Politicians vote down bid to broaden rent hike appeal panel

Wednesday 21 September 2022

Politicians vote down bid to broaden rent hike appeal panel

Wednesday 21 September 2022

States Members have voted down the idea of adding a representative for tenants, a charity sector worker with an understanding of homelessness, and an Andium official to a tribunal tasked with hearing appeals against rent rises.

The law allowing for a Rent Control Tribunal to be appointed to review whether rent increases are fair dates back to 1946 - however, no such panel has been appointed since 2009.

After the previous Housing Minister made a commitment to reintroduce one in his Fair Rents Plan in May, a recruitment process for the panel was launched.

When Housing Minister Deputy David Warr put forward his preferred slate of four candidates – among them, the Chair of the more than 200-strong Jersey Landlords Association, Guy Morris – Reform Jersey accused him of creating a panel that was "stacked" with landlords.

Aiming to create what he described as further "balance" in the Rent Control Tribunal, Reform's Deputy Geoff Southern then put forward a proposal to tweak the membership.


Pictured: Reform Jersey's Deputy Geoff Southern put forward the proposal to change the composition of the Rent Control Tribunal.

He argued that the panel should be made up of: "one Chair, one member to represent landlords, one to represent tenants, one to represent Andium Homes as the largest social housing provider, and one person from the charitable sector "with an understanding of homeless/consumer issues."

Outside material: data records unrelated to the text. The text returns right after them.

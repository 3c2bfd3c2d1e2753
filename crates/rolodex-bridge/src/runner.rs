use std::path::PathBuf;
use std::process::{Command, Stdio};
use std::time::Duration;

use tracing::{debug, warn};
use wait_timeout::ChildExt;

use crate::error::{BridgeError, Result};

pub const DEFAULT_INTERPRETER: &str = "/usr/bin/osascript";

const EVAL_FLAG: &str = "-e";

/// Executes one script to completion or timeout.
pub trait ScriptRunner {
    fn run(&self, script: &str, timeout: Duration) -> Result<String>;
}

/// Spawns the external interpreter with the script passed inline as its
/// sole program argument.
#[derive(Debug, Clone)]
pub struct ExecRunner {
    program: PathBuf,
    eval_flag: String,
}

impl ExecRunner {
    pub fn new(program: impl Into<PathBuf>) -> Self {
        Self {
            program: program.into(),
            eval_flag: EVAL_FLAG.to_string(),
        }
    }

    /// Overrides the inline-eval flag; lets tests drive `/bin/sh -c`
    /// instead of osascript.
    pub fn with_eval_flag(program: impl Into<PathBuf>, flag: impl Into<String>) -> Self {
        Self {
            program: program.into(),
            eval_flag: flag.into(),
        }
    }
}

impl Default for ExecRunner {
    fn default() -> Self {
        Self::new(DEFAULT_INTERPRETER)
    }
}

impl ScriptRunner for ExecRunner {
    /// On timeout the interpreter is killed and the result is an empty
    /// string, not an error: callers read "no output" as "no result",
    /// matching the not-found collapsing done inside the scripts. A slow
    /// write whose effect already landed externally is therefore silently
    /// missed; a timed-out read is indistinguishable from a genuine miss.
    fn run(&self, script: &str, timeout: Duration) -> Result<String> {
        let mut child = Command::new(&self.program)
            .arg(&self.eval_flag)
            .arg(script)
            .stdin(Stdio::null())
            .stdout(Stdio::piped())
            .stderr(Stdio::piped())
            .spawn()?;

        let status = match child.wait_timeout(timeout)? {
            Some(status) => status,
            None => {
                warn!(
                    timeout_secs = timeout.as_secs(),
                    "script timed out, terminating interpreter"
                );
                let _ = child.kill();
                let _ = child.wait();
                return Ok(String::new());
            }
        };

        let output = child.wait_with_output()?;
        if !status.success() {
            let stderr = String::from_utf8_lossy(&output.stderr);
            let message = if stderr.trim().is_empty() {
                format!("interpreter exited with status {status}")
            } else {
                stderr.trim().to_string()
            };
            return Err(BridgeError::Script(message));
        }

        debug!(bytes = output.stdout.len(), "script completed");
        let stdout = String::from_utf8(output.stdout).map_err(|_| BridgeError::Utf8)?;
        Ok(stdout.trim().to_string())
    }
}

The proposal was debated this afternoon in the States Assembly.

Speaking on Deputy Southern's behalf due to his absence, Deputy Sam Mézec described the current proposed tribunal as a "car crash" waiting to happen.

Deputy Warr successfully brought an amendment to the proposal to remove the specific reference to appointing a member of Andium from the panel, arguing that there was no such need given that the tribunal dealt with private sector rentals.


Pictured: New Housing Minister, Deputy David Warr, succeeded in his amendment but the overall proposition failed.

However, just 12 States Members voted in favour of Deputy Southern's overall plan to amend the membership of the Rent Control Tribunal and it was rejected.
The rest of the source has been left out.